In a word, if you are sitting on the Earth, if I'm not mistaken you are experiencing Time Dilation compared to being in deep solar system space. Due to the mass of the Earth.
However. We're all sitting in a galaxy, and it weighs a lot.
(Perhaps 2e40 kg? I have no idea if issues like "dark matter" radically effect this.)
Can anyone quantify,
a) my Time Dilation sitting on Earth – versus in deeper space
b) my Time Dilation sitting in the Milky Way – versus deeper in space
But wait.
We're all in the Universe. It weighs a lot.
In fact ….. are we all experiencing Time Dilation because of this being-in-the-rather-heavy-Universe affair?

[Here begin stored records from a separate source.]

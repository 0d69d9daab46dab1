use anyhow::{Context, Result};
use domectl_lib::frame::UnitId;
use domectl_lib::motor_protocol::FirmwareGeneration;
use domectl_lib::pacer::PacerTiming;
use domectl_lib::transport::{DirectionControl, SerialSettings};
use serde::Deserialize;
use std::fs::File;
use std::path::{Path, PathBuf};
use std::time::Duration;

fn default_device() -> String {
    if cfg!(target_os = "windows") {
        String::from("COM1")
    } else {
        String::from("/dev/ttyUSB0")
    }
}

fn default_ac_timeout() -> Duration {
    Duration::from_secs(2)
}

fn default_motor_timeout() -> Duration {
    Duration::from_millis(1500)
}

fn default_open_angle() -> i32 {
    -2300
}

fn default_poll_interval() -> Duration {
    Duration::from_secs(5)
}

fn default_rain_interval() -> Duration {
    Duration::from_secs(10)
}

#[derive(Debug, Clone, PartialEq, Deserialize)]
pub struct AcConfig {
    #[serde(default = "default_device")]
    pub device: String,
    /// Line settings other than these are fixed at 8E1.
    #[serde(default)]
    pub baud_rate: Option<u32>,
    #[serde(default)]
    pub unit: UnitId,
    #[serde(default = "default_ac_timeout", with = "humantime_serde")]
    pub timeout: Duration,
    #[serde(default)]
    pub direction: DirectionControl,
    #[serde(default = "default_poll_interval", with = "humantime_serde")]
    pub poll_interval: Duration,
}

impl Default for AcConfig {
    fn default() -> Self {
        Self {
            device: default_device(),
            baud_rate: None,
            unit: UnitId::default(),
            timeout: default_ac_timeout(),
            direction: DirectionControl::default(),
            poll_interval: default_poll_interval(),
        }
    }
}

impl AcConfig {
    pub fn serial_settings(&self) -> SerialSettings {
        let mut settings = SerialSettings::ac_controller(self.device.clone());
        if let Some(baud_rate) = self.baud_rate {
            settings.baud_rate = baud_rate;
        }
        settings.unit = self.unit;
        settings.timeout = self.timeout;
        settings.direction = self.direction;
        settings
    }
}

#[derive(Debug, Clone, PartialEq, Deserialize)]
pub struct MotorConfig {
    #[serde(default = "default_device")]
    pub device: String,
    /// Without a baud rate the supported rates are scanned on connect.
    #[serde(default)]
    pub baud_rate: Option<u32>,
    #[serde(default)]
    pub unit: UnitId,
    #[serde(default = "default_motor_timeout", with = "humantime_serde")]
    pub timeout: Duration,
    #[serde(default)]
    pub direction: DirectionControl,
    #[serde(default)]
    pub firmware: FirmwareGeneration,
    #[serde(default = "default_open_angle")]
    pub open_angle: i32,
    #[serde(default)]
    pub close_angle: i32,
    #[serde(default = "default_rain_interval", with = "humantime_serde")]
    pub rain_interval: Duration,
}

impl Default for MotorConfig {
    fn default() -> Self {
        Self {
            device: default_device(),
            baud_rate: None,
            unit: UnitId::default(),
            timeout: default_motor_timeout(),
            direction: DirectionControl::default(),
            firmware: FirmwareGeneration::default(),
            open_angle: default_open_angle(),
            close_angle: 0,
            rain_interval: default_rain_interval(),
        }
    }
}

impl MotorConfig {
    pub fn serial_settings(&self) -> SerialSettings {
        let mut settings = SerialSettings::motor(self.device.clone());
        if let Some(baud_rate) = self.baud_rate {
            settings.baud_rate = baud_rate;
        }
        settings.unit = self.unit;
        settings.timeout = self.timeout;
        settings.direction = self.direction;
        settings
    }
}

#[derive(Debug, Clone, Default, PartialEq, Deserialize)]
#[serde(default)]
pub struct Config {
    pub ac: AcConfig,
    pub motor: MotorConfig,
    pub pacer: PacerTiming,
}

impl Config {
    pub const DEFAULT_CONFIG_FILE: &'static str = "domectl.yml";

    /// Loads `path`, or the default file if it exists, or the built-in defaults.
    pub fn load(path: Option<&Path>) -> Result<Self> {
        let path: PathBuf = match path {
            Some(path) => path.to_path_buf(),
            None => {
                let default_file = Path::new(Self::DEFAULT_CONFIG_FILE);
                if !default_file.exists() {
                    log::debug!("No {} found, using defaults", Self::DEFAULT_CONFIG_FILE);
                    return Ok(Self::default());
                }
                default_file.to_path_buf()
            }
        };
        log::debug!("Loading config file from {path:?}");
        let file =
            File::open(&path).with_context(|| format!("Cannot open config file {path:?}"))?;
        serde_yaml::from_reader(file).with_context(|| format!("Invalid config file {path:?}"))
    }
}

c) if so, how much? Thanks.
Important ancillary question a'): I've never quite found the answer to this: we experience Time Dilation due to planet Earth. Now, if you are at the center of the Earth, you experience no gravitational pull, but, do you experience the Time Dilation??
Best Answer
In the weak field limit, which applies to all the cases you've described, the difference between the time rates for two observers with a Newtonian gravitational potential energy difference of $\Delta\Phi$ is given by:
$$ \frac{\Delta t_1}{\Delta t_2} = \sqrt{1 - \frac{2\Delta\Phi}{c^2}} \tag{1} $$
Note that the time dilation is related to the gravitational potential energy not the gravitational force - you'll see why this matters when we come to your ancillary question.
So to answer your questions (a) and (b) just work out what the difference in gravitational potential energy between your two observers and plug it into equation (1). I'll leave this as an exercise for the reader.
The answer to question (c) is a bit subtle, because the key feature of an FLRW universe is that it is homogenous i.e. the gravitational potential is the same everywhere in the universe. That means whatever pair of observers you choose $\Delta\Phi$ is always zero and therefore the time dilation is always zero. You can't ask about the time dilation relative to an observer outside the universe because an FLRW universe has no outside.
Now on to the ancilliary question: at the centre of the Earth the gravitational force is indeed zero, but the gravitational potential is not. As you move from infinity to the surface of the earth $\Phi(r)$ decreases (i.e. gets more negative) as $r^{-1}$, but as you move below the surface to the centre $\Phi(r)$ carries on decreasing only not as fast. So compared to an observer at infinity the time dilation at the centre of the Earth is greater than the time dilation at the surface.
Actually I've just spotted this has already been addressed in the question Gravitational time dilation at the earth's center.